## Work to complete
Copy out each line of the data that holds the string "filename".

Provided entries Block Start

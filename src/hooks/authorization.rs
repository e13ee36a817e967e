//! Authorization hook: human approval for destructive tools.
//!
//! Intents listed in `<workspace>/.orchestration/.intentignore` are
//! pre-authorized and skip the dialog. The bypass set is a single-slot
//! memoized value keyed by workspace path; a failed read degrades to
//! "no bypass" rather than blocking.

use crate::core::session::{TaskSession, ToolInvocation};
use crate::core::tools::{classify, RejectionCode, RejectionError, ToolClass};
use crate::host::{Approval, HostEnv};
use crate::hooks::{HookDecision, ToolHook};
use crate::storage::bypass_path;
use std::collections::HashSet;
use std::path::PathBuf;
use std::sync::{Arc, Mutex};

/// Parses the bypass list: one intent id per line, blank lines ignored,
/// `#`-prefixed lines (after trim) are comments.
#[must_use]
pub fn parse_bypass_list(text: &str) -> HashSet<String> {
    text.lines()
        .map(str::trim)
        .filter(|line| !line.is_empty() && !line.starts_with('#'))
        .map(str::to_string)
        .collect()
}

struct BypassCache {
    workspace: PathBuf,
    ids: HashSet<String>,
}

/// Gates destructive tools on a modal approve/reject, unless bypassed.
pub struct AuthorizationHook {
    host: Arc<dyn HostEnv>,
    cache: Mutex<Option<BypassCache>>,
}

impl AuthorizationHook {
    #[must_use]
    pub fn new(host: Arc<dyn HostEnv>) -> Self {
        Self {
            host,
            cache: Mutex::new(None),
        }
    }

    /// Drops the memoized bypass set so the next call re-reads the file.
    pub fn invalidate(&self) {
        *self.cache.lock().expect("lock poisoned") = None;
    }

    fn is_bypassed(&self, intent_id: &str) -> bool {
        let workspace = self.host.workspace_root().to_path_buf();
        let mut slot = self.cache.lock().expect("lock poisoned");

        let stale = match slot.as_ref() {
            Some(cache) => cache.workspace != workspace,
            None => true,
        };
        if stale {
            let ids = match self.host.read_text(&bypass_path(&workspace)) {
                Ok(text) => parse_bypass_list(&text),
                Err(err) if err.kind() == std::io::ErrorKind::NotFound => HashSet::new(),
                Err(err) => {
                    self.host
                        .diag(&format!("authorization: bypass list unreadable: {err}"));
                    HashSet::new()
                }
            };
            *slot = Some(BypassCache { workspace, ids });
        }

        slot.as_ref().is_some_and(|c| c.ids.contains(intent_id))
    }

    fn approval_label(invocation: &ToolInvocation) -> String {
        let action = invocation.tool.replace('_', " ");
        match invocation.path() {
            Some(path) => format!("{action} ({path})"),
            None => action,
        }
    }
}

impl ToolHook for AuthorizationHook {
    fn id(&self) -> &'static str {
        "authorization"
    }

    fn pre_execute(&self, session: &TaskSession, invocation: &ToolInvocation) -> HookDecision {
        if classify(&invocation.tool) != ToolClass::Destructive {
            return HookDecision::Pass;
        }

        if let Some(intent_id) = session.active_intent_id.as_ref() {
            if self.is_bypassed(intent_id.as_str()) {
                return HookDecision::Pass;
            }
        }

        let label = Self::approval_label(invocation);
        let message = match session.active_intent_id.as_ref() {
            Some(id) => format!("Intent {id} requests a destructive action: {label}. Allow it?"),
            None => format!("The agent requests a destructive action: {label}. Allow it?"),
        };

        if self.host.request_approval(&message) == Approval::Approve {
            return HookDecision::Pass;
        }

        let payload = RejectionError::new(
            RejectionCode::UserRejectedIntentEvolution,
            invocation.tool.clone(),
            format!("The user did not approve '{label}'"),
        )
        .with_intent(session.active_intent_id.clone())
        .to_payload();
        HookDecision::Block(payload)
    }
}
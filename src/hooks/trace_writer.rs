//! Trace writer hook: provenance for every successful mutation.
//!
//! Post-phase for write tools with an active intent. Provenance is
//! best-effort: a failed append is reported on the diagnostic channel and
//! never changes the outcome of the edit.
//!
//! Whether the target is a new file is sampled in the pre phase, before the
//! tool runs; by post time the write has already landed.

use crate::core::hash;
use crate::core::mutation::classify_mutation;
use crate::core::session::{TaskSession, ToolInvocation};
use crate::core::tools::is_write_tool;
use crate::core::trace::{Contributor, Conversation, Related, RelatedKind, TraceEntry, TraceRange};
use crate::host::{resolve_workspace_path, workspace_relative, HostEnv};
use crate::hooks::{HookDecision, ToolHook, ToolResult};
use crate::storage::trace_ledger::TraceLedger;
use std::collections::HashMap;
use std::sync::{Arc, Mutex};
use uuid::Uuid;

/// Builds and appends a provenance entry for every successful write.
pub struct TraceWriterHook {
    host: Arc<dyn HostEnv>,
    ledger: TraceLedger,
    preexisting: Mutex<HashMap<Uuid, bool>>,
}

impl TraceWriterHook {
    #[must_use]
    pub fn new(host: Arc<dyn HostEnv>) -> Self {
        let ledger = TraceLedger::open(host.workspace_root());
        Self {
            host,
            ledger,
            preexisting: Mutex::new(HashMap::new()),
        }
    }

    fn build_related(session: &TaskSession, invocation: &ToolInvocation) -> Vec<Related> {
        let mut related = Vec::new();
        if let Some(active) = session.active_intent_id.as_ref() {
            related.push(Related {
                kind: RelatedKind::Specification,
                value: active.0.clone(),
            });
            if let Some(explicit) = invocation.intent_id() {
                if explicit != active.as_str() {
                    related.push(Related {
                        kind: RelatedKind::Requirement,
                        value: explicit.to_string(),
                    });
                }
            }
        }
        related
    }
}

impl ToolHook for TraceWriterHook {
    fn id(&self) -> &'static str {
        "trace-writer"
    }

    fn pre_execute(&self, _session: &TaskSession, invocation: &ToolInvocation) -> HookDecision {
        if is_write_tool(&invocation.tool) {
            if let Some(raw_path) = invocation.path() {
                let target = resolve_workspace_path(self.host.workspace_root(), raw_path);
                self.preexisting
                    .lock()
                    .expect("lock poisoned")
                    .insert(invocation.id, self.host.file_exists(&target));
            }
        }
        HookDecision::Pass
    }

    fn post_execute(
        &self,
        session: &TaskSession,
        invocation: &ToolInvocation,
        result: &ToolResult,
    ) -> Result<(), String> {
        if !is_write_tool(&invocation.tool) {
            return Ok(());
        }
        let existed_before = self
            .preexisting
            .lock()
            .expect("lock poisoned")
            .remove(&invocation.id);

        if !result.success {
            return Ok(());
        }
        let Some(active_intent) = session.active_intent_id.as_ref() else {
            return Ok(());
        };
        let Some(raw_path) = invocation.path() else {
            return Ok(());
        };

        let relative = workspace_relative(self.host.workspace_root(), raw_path);
        let target = resolve_workspace_path(self.host.workspace_root(), raw_path);

        let content = match invocation.content_payload() {
            Some(payload) => payload.to_string(),
            None => match self.host.read_text(&target) {
                Ok(text) => text,
                // Nothing to hash; provenance is best-effort.
                Err(_) => return Ok(()),
            },
        };

        let is_new_file = !existed_before.unwrap_or_else(|| self.host.file_exists(&target));
        let mutation_class =
            classify_mutation(invocation.mutation_class(), &content, is_new_file);
        let content_hash = hash::hash(&content);
        let end_line = content.matches('\n').count() as u64 + 1;

        let entry = TraceEntry::single_file(
            relative,
            Conversation {
                url: Some(format!("agent://task/{}", session.task_id)),
                contributor: Contributor {
                    entity_type: session.model.entity_type.clone(),
                    model_identifier: session.model.identifier.clone(),
                },
                ranges: vec![TraceRange {
                    start_line: 1,
                    end_line,
                    content_hash,
                    mutation_class,
                }],
                related: Self::build_related(session, invocation),
            },
        );
        debug_assert!(entry.references_intent(active_intent));

        self.ledger
            .append(&entry)
            .map_err(|err| format!("trace append failed: {err}"))
    }
}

Provided entries Block End

## Response area
filename src/hooks/authorization.rs
filename src/hooks/trace_writer.rs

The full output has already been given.